» Exercise objective:
Would you please copy out each entry exactly?

Data extracted from a collection:
————

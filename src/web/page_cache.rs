//! Rendered-page cache for the public site.
//!
//! Entries are keyed by request path and query. Admin mutations call
//! [`PageCache::revalidate`] with locale-free paths so every language and
//! query variant of those pages is rebuilt on the next request.

use std::num::NonZeroUsize;
use std::sync::Mutex;
use std::time::{Duration, Instant};

use lru::LruCache;

use crate::i18n::strip_locale;

struct CachedPage {
    html: String,
    stored_at: Instant,
}

pub struct PageCache {
    entries: Mutex<LruCache<String, CachedPage>>,
    ttl: Duration,
}

impl PageCache {
    pub fn new(capacity: usize, ttl: Duration) -> Self {
        let capacity = NonZeroUsize::new(capacity).unwrap_or(NonZeroUsize::MIN);
        Self {
            entries: Mutex::new(LruCache::new(capacity)),
            ttl,
        }
    }

    pub fn get(&self, key: &str) -> Option<String> {
        let mut entries = self.entries.lock().ok()?;
        let fresh = entries
            .get(key)
            .map(|page| page.stored_at.elapsed() < self.ttl)?;
        if fresh {
            entries.get(key).map(|page| page.html.clone())
        } else {
            entries.pop(key);
            None
        }
    }

    pub fn insert(&self, key: String, html: String) {
        if let Ok(mut entries) = self.entries.lock() {
            entries.put(
                key,
                CachedPage {
                    html,
                    stored_at: Instant::now(),
                },
            );
        }
    }

    /// Drops every cached variant of the given locale-free paths.
    /// Returns the number of entries removed.
    pub fn revalidate(&self, paths: &[String]) -> usize {
        let Ok(mut entries) = self.entries.lock() else {
            return 0;
        };
        let stale: Vec<String> = entries
            .iter()
            .map(|(key, _)| key)
            .filter(|key| {
                let path = key.split('?').next().unwrap_or("");
                let path = strip_locale(path);
                paths.iter().any(|p| p == path)
            })
            .cloned()
            .collect();
        for key in &stale {
            entries.pop(key);
        }
        tracing::debug!("Page cache revalidated: paths={:?}, removed={}", paths, stale.len());
        stale.len()
    }

    pub fn len(&self) -> usize {
        self.entries.lock().map(|e| e.len()).unwrap_or(0)
    }

    pub fn is_empty(&self) -> bool {
        self.len() == 0
    }
}

/// Public pages that show the given car, or every listing page when `None`.
pub fn car_paths(car_id: Option<uuid::Uuid>) -> Vec<String> {
    let mut paths = vec!["/".to_string(), "/cars".to_string()];
    if let Some(id) = car_id {
        paths.push(format!("/cars/{}", id));
    }
    paths
}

————

» Answer space:
filename src/web/page_cache.rs
//! Rendered-page cache for the public site.
//!
//! Entries are keyed by request path and query. Admin mutations call
//! [`PageCache::revalidate`] with locale-free paths so every language and
//! query variant of those pages is rebuilt on the next request.

use std::num::NonZeroUsize;
use std::sync::Mutex;
use std::time::{Duration, Instant};

use lru::LruCache;

use crate::i18n::strip_locale;

struct CachedPage {
    html: String,
    stored_at: Instant,
}

pub struct PageCache {
    entries: Mutex<LruCache<String, CachedPage>>,
    ttl: Duration,
}

impl PageCache {
    pub fn new(capacity: usize, ttl: Duration) -> Self {
        let capacity = NonZeroUsize::new(capacity).unwrap_or(NonZeroUsize::MIN);
        Self {
            entries: Mutex::new(LruCache::new(capacity)),
            ttl,
        }
    }

    pub fn get(&self, key: &str) -> Option<String> {
        let mut entries = self.entries.lock().ok()?;
        let fresh = entries
            .get(key)
            .map(|page| page.stored_at.elapsed() < self.ttl)?;
        if fresh {
            entries.get(key).map(|page| page.html.clone())
        } else {
            entries.pop(key);
            None
        }
    }

    pub fn insert(&self, key: String, html: String) {
        if let Ok(mut entries) = self.entries.lock() {
            entries.put(
                key,
                CachedPage {
                    html,
                    stored_at: Instant::now(),
                },
            );
        }
    }

    /// Drops every cached variant of the given locale-free paths.
    /// Returns the number of entries removed.
    pub fn revalidate(&self, paths: &[String]) -> usize {
        let Ok(mut entries) = self.entries.lock() else {
            return 0;
        };
        let stale: Vec<String> = entries
            .iter()
            .map(|(key, _)| key)
            .filter(|key| {
                let path = key.split('?').next().unwrap_or("");
                let path = strip_locale(path);
                paths.iter().any(|p| p == path)
            })
            .cloned()
            .collect();
        for key in &stale {
            entries.pop(key);
        }
        tracing::debug!("Page cache revalidated: paths={:?}, removed={}", paths, stale.len());
        stale.len()
    }

    pub fn len(&self) -> usize {
        self.entries.lock().map(|e| e.len()).unwrap_or(0)
    }

    pub fn is_empty(&self) -> bool {
        self.len() == 0
    }
}

/// Public pages that show the given car, or every listing page when `None`.
pub fn car_paths(car_id: Option<uuid::Uuid>) -> Vec<String> {
    let mut paths = vec!["/".to_string(), "/cars".to_string()];
    if let Some(id) = car_id {
        paths.push(format!("/cars/{}", id));
    }
    paths
}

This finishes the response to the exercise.